In order to better understand the method for predicting gas concentration in the present invention, the terms related to the embodiments of the present invention will be explained first.
CEEMDAN algorithm
The CEEMDAN method achieves a reconstruction error of almost 0 with a small number of averaging times by adding adaptive white noise at each decomposition stage.

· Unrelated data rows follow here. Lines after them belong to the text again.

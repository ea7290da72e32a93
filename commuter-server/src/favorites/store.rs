//! The favorites store: an in-memory mirror in front of tiered storage.

use std::collections::HashMap;
use std::sync::{Mutex, PoisonError, RwLock, RwLockReadGuard, RwLockWriteGuard};

use chrono::{DateTime, Utc};
use futures::future::join_all;
use tokio::sync::{OnceCell, broadcast};
use tracing::{debug, info, warn};

use super::backend::{KeyValueStore, RecordStore, StorageError, StorageTier};
use super::types::{
    FavoriteRecord, FavoriteTrainData, FavoriteUpdate, FavoritesEvent, LegacyFavorite,
};

/// Key of the favorites blob in key-value storage.
pub const LEGACY_KEY: &str = "favoriteTrains";

const EVENT_CAPACITY: usize = 64;

/// Favorited trains by train number.
///
/// Reads are served from memory. Writes update memory first and then
/// persist to whichever tier was selected at initialization; persistence
/// failures are logged and never surface to the caller. Initialization is
/// lazy, runs once, and is shared by concurrent callers.
pub struct FavoritesStore<S, K> {
    records: S,
    kv: K,
    tier: OnceCell<StorageTier>,
    mirror: RwLock<HashMap<String, FavoriteTrainData>>,
    /// Held while the key-value blob is serialized and written
    persist: Mutex<()>,
    events: broadcast::Sender<FavoritesEvent>,
}

impl<S: RecordStore, K: KeyValueStore> FavoritesStore<S, K> {
    pub fn new(records: S, kv: K) -> Self {
        let (events, _) = broadcast::channel(EVENT_CAPACITY);
        Self {
            records,
            kv,
            tier: OnceCell::new(),
            mirror: RwLock::new(HashMap::new()),
            persist: Mutex::new(()),
            events,
        }
    }

    /// Selects a tier, loads and migrates stored favorites and sweeps
    /// expired ones. Later calls return the memoized tier.
    pub async fn initialize(&self) -> StorageTier {
        *self.tier.get_or_init(|| self.load()).await
    }

    /// The selected tier, once initialization has finished.
    pub fn tier(&self) -> Option<StorageTier> {
        self.tier.get().copied()
    }

    pub async fn get_all(&self) -> HashMap<String, FavoriteTrainData> {
        self.initialize().await;
        self.get_all_sync()
    }

    /// Current snapshot, without waiting for initialization.
    pub fn get_all_sync(&self) -> HashMap<String, FavoriteTrainData> {
        self.read().clone()
    }

    pub fn get(&self, train_number: &str) -> Option<FavoriteTrainData> {
        self.read().get(train_number).cloned()
    }

    /// `highlighted` flag of the favorite, false if there is none.
    pub fn is_favorited(&self, train_number: &str) -> bool {
        self.read()
            .get(train_number)
            .is_some_and(|data| data.highlighted)
    }

    pub async fn set(&self, train_number: &str, data: FavoriteTrainData) {
        let tier = self.initialize().await;
        self.write().insert(train_number.to_string(), data.clone());
        self.persist_set(tier, train_number, data).await;
    }

    /// Removes a favorite. Returns whether it existed.
    pub async fn remove(&self, train_number: &str) -> bool {
        let tier = self.initialize().await;
        let existed = self.write().remove(train_number).is_some();

        let result = match tier {
            StorageTier::Structured => self.records.delete(train_number).await,
            StorageTier::KeyValue => self.write_blob(),
            StorageTier::Memory => Ok(()),
        };
        if let Err(e) = result {
            warn!(train_number, error = %e, "failed to delete favorite");
        }

        if existed {
            self.notify(FavoritesEvent::Removed {
                train_number: train_number.to_string(),
            });
        }
        existed
    }

    /// Merges `update` into an existing favorite. Does nothing and returns
    /// `None` when the train is not a favorite.
    pub async fn update(
        &self,
        train_number: &str,
        update: FavoriteUpdate,
    ) -> Option<FavoriteTrainData> {
        let tier = self.initialize().await;
        let data = {
            let mut mirror = self.write();
            let data = mirror.get_mut(train_number)?;
            data.apply(update);
            data.clone()
        };
        self.persist_set(tier, train_number, data.clone()).await;
        Some(data)
    }

    /// Deletes favorites whose `removeAfter` is before `now` from memory and
    /// storage. Returns how many were removed.
    pub async fn cleanup_expired(&self, now: DateTime<Utc>) -> usize {
        let tier = self.initialize().await;
        self.sweep(tier, now).await
    }

    pub fn subscribe(&self) -> broadcast::Receiver<FavoritesEvent> {
        self.events.subscribe()
    }

    /// Persists a favorite already in the mirror and announces it.
    async fn persist_set(&self, tier: StorageTier, train_number: &str, data: FavoriteTrainData) {
        let result = match tier {
            StorageTier::Structured => {
                let record = FavoriteRecord {
                    train_number: train_number.to_string(),
                    data: data.clone(),
                };
                self.records.put(&record).await
            }
            StorageTier::KeyValue => self.write_blob(),
            StorageTier::Memory => Ok(()),
        };
        if let Err(e) = result {
            warn!(train_number, error = %e, "failed to persist favorite");
        }

        self.notify(FavoritesEvent::Set {
            train_number: train_number.to_string(),
            data,
        });
    }

    async fn load(&self) -> StorageTier {
        let tier = self.select_tier().await;

        let loaded = match tier {
            StorageTier::Structured => {
                let mut favorites = self.read_records().await;
                self.migrate_legacy(&mut favorites).await;
                favorites
            }
            StorageTier::KeyValue => self.read_blob().unwrap_or_default(),
            StorageTier::Memory => HashMap::new(),
        };

        info!(?tier, count = loaded.len(), "loaded favorites");
        self.write().extend(loaded);

        // Not cleanup_expired: that would wait on this initialization
        self.sweep(tier, Utc::now()).await;
        tier
    }

    async fn select_tier(&self) -> StorageTier {
        match self.records.open().await {
            Ok(()) => return StorageTier::Structured,
            Err(e) => warn!(error = %e, "structured storage unavailable"),
        }

        match self.kv.probe() {
            Ok(()) => StorageTier::KeyValue,
            Err(e) => {
                warn!(error = %e, "key-value storage unavailable, favorites will not persist");
                StorageTier::Memory
            }
        }
    }

    async fn read_records(&self) -> HashMap<String, FavoriteTrainData> {
        match self.records.read_all().await {
            Ok(records) => records
                .into_iter()
                .map(|record| (record.train_number, record.data))
                .collect(),
            Err(e) => {
                warn!(error = %e, "failed to read favorites");
                HashMap::new()
            }
        }
    }

    /// The key-value blob, or `None` if there is none.
    ///
    /// A blob that does not parse reads as empty.
    fn read_blob(&self) -> Option<HashMap<String, FavoriteTrainData>> {
        let json = match self.kv.get(LEGACY_KEY) {
            Ok(json) => json?,
            Err(e) => {
                debug!(error = %e, "no key-value favorites");
                return None;
            }
        };

        let parsed: HashMap<String, LegacyFavorite> = match serde_json::from_str(&json) {
            Ok(parsed) => parsed,
            Err(e) => {
                warn!(error = %e, "stored favorites are corrupt, ignoring them");
                HashMap::new()
            }
        };

        Some(
            parsed
                .into_iter()
                .map(|(train, legacy)| {
                    let data = legacy.into_data(&train);
                    (train, data)
                })
                .collect(),
        )
    }

    /// Writes the whole mirror as the key-value blob.
    ///
    /// The snapshot is taken under the persistence lock, so the last write
    /// to land is always the newest mirror.
    fn write_blob(&self) -> Result<(), StorageError> {
        let _persist = self.persist.lock().unwrap_or_else(PoisonError::into_inner);
        let json = serde_json::to_string(&*self.read())?;
        self.kv.set(LEGACY_KEY, &json)
    }

    /// Copies key-value favorites into structured storage, then drops the
    /// blob. Entries already in structured storage win. The blob is kept if
    /// any copy fails so the next start can retry.
    async fn migrate_legacy(&self, favorites: &mut HashMap<String, FavoriteTrainData>) {
        let Some(legacy) = self.read_blob() else {
            return;
        };

        let pending: Vec<FavoriteRecord> = legacy
            .into_iter()
            .filter(|(train, _)| !favorites.contains_key(train))
            .map(|(train_number, data)| FavoriteRecord { train_number, data })
            .collect();

        let results = join_all(pending.iter().map(|record| self.records.put(record))).await;
        let failed = results.iter().filter(|r| r.is_err()).count();

        let migrated = pending.len() - failed;
        for record in pending {
            favorites.insert(record.train_number, record.data);
        }

        if failed > 0 {
            warn!(migrated, failed, "legacy favorites partly migrated, keeping blob");
            return;
        }

        match self.kv.remove(LEGACY_KEY) {
            Ok(()) => info!(migrated, "migrated legacy favorites"),
            Err(e) => warn!(error = %e, "failed to clear legacy favorites"),
        }
    }

    async fn sweep(&self, tier: StorageTier, now: DateTime<Utc>) -> usize {
        let expired: Vec<String> = {
            let mut mirror = self.write();
            let expired: Vec<String> = mirror
                .iter()
                .filter(|(_, data)| data.is_expired(now))
                .map(|(train, _)| train.clone())
                .collect();
            for train in &expired {
                mirror.remove(train);
            }
            expired
        };

        if expired.is_empty() {
            return 0;
        }

        match tier {
            StorageTier::Structured => {
                let deletes = expired.iter().map(|train| self.records.delete(train));
                for (train, result) in expired.iter().zip(join_all(deletes).await) {
                    if let Err(e) = result {
                        warn!(
                            train_number = %train,
                            error = %e,
                            "failed to delete expired favorite"
                        );
                    }
                }
            }
            StorageTier::KeyValue => {
                if let Err(e) = self.write_blob() {
                    warn!(error = %e, "failed to persist favorites after sweep");
                }
            }
            StorageTier::Memory => {}
        }

        for train_number in &expired {
            self.notify(FavoritesEvent::Removed {
                train_number: train_number.clone(),
            });
        }

        info!(count = expired.len(), "removed expired favorites");
        expired.len()
    }

    fn notify(&self, event: FavoritesEvent) {
        // Sending only fails when nobody is subscribed
        let _ = self.events.send(event);
    }

    fn read(&self) -> RwLockReadGuard<'_, HashMap<String, FavoriteTrainData>> {
        self.mirror.read().unwrap_or_else(PoisonError::into_inner)
    }

    fn write(&self) -> RwLockWriteGuard<'_, HashMap<String, FavoriteTrainData>> {
        self.mirror.write().unwrap_or_else(PoisonError::into_inner)
    }
}
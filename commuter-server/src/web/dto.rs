//! Data transfer objects for web requests and responses.

use std::collections::HashMap;

use chrono::{DateTime, Utc};
use serde::{Deserialize, Serialize};

use crate::departures::NearbyStation;
use crate::domain::{Station, format_duration, minutes_until};
use crate::favorites::FavoriteTrainData;
use crate::journey::Journey;

/// Query for departures between two stations.
#[derive(Debug, Deserialize)]
pub struct TrainsRequest {
    /// Origin station short code (case-insensitive)
    pub origin: String,

    /// Destination station short code (case-insensitive)
    pub destination: String,
}

/// Query for stations near a point.
#[derive(Debug, Deserialize)]
pub struct NearestRequest {
    pub lat: f64,
    pub lon: f64,

    /// Maximum number of results (default 5, capped at 20)
    pub limit: Option<usize>,
}

#[derive(Debug, Serialize)]
pub struct StationsResponse {
    pub stations: Vec<Station>,
}

/// A station with its distance from the query point.
#[derive(Debug, Serialize)]
#[serde(rename_all = "camelCase")]
pub struct NearbyStationResult {
    pub name: String,
    pub short_code: String,
    pub latitude: f64,
    pub longitude: f64,
    pub distance_km: f64,
}

impl NearbyStationResult {
    /// `None` for stations without a location.
    pub fn from_nearby(nearby: &NearbyStation) -> Option<Self> {
        let location = nearby.station.location?;
        Some(Self {
            name: nearby.station.name.clone(),
            short_code: nearby.station.short_code.to_string(),
            latitude: location.latitude,
            longitude: location.longitude,
            distance_km: (nearby.distance_km * 100.0).round() / 100.0,
        })
    }
}

#[derive(Debug, Serialize)]
pub struct NearestResponse {
    pub stations: Vec<NearbyStationResult>,
}

/// One departure in a trains response.
#[derive(Debug, Serialize)]
#[serde(rename_all = "camelCase")]
pub struct JourneyResult {
    pub train_number: String,

    /// Line letter shown to riders, e.g. "I"
    pub line_id: String,

    pub journey_key: String,

    pub scheduled_departure: DateTime<Utc>,

    /// Live estimate, or the schedule when there is none
    pub departure: DateTime<Utc>,

    pub scheduled_arrival: DateTime<Utc>,

    pub arrival: DateTime<Utc>,

    /// Negative once the train has left
    pub minutes_until_departure: i64,

    pub duration_minutes: i64,

    /// e.g. "1 h 05 min"
    pub duration: String,

    /// Track the rider should go to
    pub track: Option<String>,

    pub cancelled: bool,

    pub delayed: bool,

    /// Whether the rider has favorited this train
    pub highlighted: bool,

    /// Set when a favorited train's track moved since it was favorited
    #[serde(skip_serializing_if = "Option::is_none")]
    pub track_changed: Option<bool>,
}

impl JourneyResult {
    pub fn from_journey(
        journey: &Journey,
        favorite: Option<&FavoriteTrainData>,
        now: DateTime<Utc>,
    ) -> Self {
        let departure = journey.departure.effective_time();
        let duration = journey.duration();

        Self {
            train_number: journey.train_number().to_string(),
            line_id: journey.run.commuter_line_id.clone(),
            journey_key: journey.key.to_string(),
            scheduled_departure: journey.departure.scheduled_time,
            departure,
            scheduled_arrival: journey.arrival.scheduled_time,
            arrival: journey.arrival.effective_time(),
            minutes_until_departure: minutes_until(now, departure),
            duration_minutes: duration.num_minutes(),
            duration: format_duration(duration),
            track: journey.track.as_ref().map(|info| info.track.clone()),
            cancelled: journey.is_cancelled(),
            delayed: journey.departure.is_delayed(),
            highlighted: favorite.is_some_and(|f| f.highlighted),
            track_changed: favorite
                .filter(|f| f.refers_to(&journey.key))
                .and_then(|f| f.track_changed),
        }
    }
}

#[derive(Debug, Serialize)]
pub struct TrainsResponse {
    pub origin: String,
    pub destination: String,
    pub journeys: Vec<JourneyResult>,
}

#[derive(Debug, Serialize)]
pub struct FavoritesResponse {
    pub favorites: HashMap<String, FavoriteTrainData>,
}

/// Error response.
#[derive(Debug, Serialize)]
pub struct ErrorResponse {
    pub error: String,
}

EMD is proposed by Huang equal to 1998, and the method can adaptively decompose Intrinsic Mode Functions (IMFs) with different frequencies for an original signal and is strong in adaptability. EEMD is an improved method based on EMD, and mainly adds different white Gaussian noises into an original sequence for multiple times, then EMD decomposition is respectively carried out, and finally the obtained IMF components are averaged to obtain a final result, so that the occurrence of modal aliasing is avoided. However, the white noise added by the EEMD method is not completely cancelled after multiple averaging. The algorithm depends on the magnitude and the average number of white noise added. The CEEMDAN method achieves a reconstruction error of almost 0 with a small number of averaging times by adding adaptive white noise at each decomposition stage. Therefore, the CEEMDAN method can overcome the modal aliasing phenomenon existing in EMD, and also solves the problems of incompleteness of EEMD decomposition and low calculation efficiency caused by the fact that reconstruction errors must be reduced by increasing the average times.
SE algorithm
Sample Entropy (SE) is a new method proposed by Richman in 2000 and capable of measuring time sequence complexity, and is an improvement on Approximate Entropy (AE), so that dependency on time sequence length is reduced, and errors of approximate entropy in a calculation process can be effectively reduced. Given a PM10 historical concentration value sequence { x (i) |1 ≦ i ≦ N }, m is a mode dimension, and r is a similarity tolerance.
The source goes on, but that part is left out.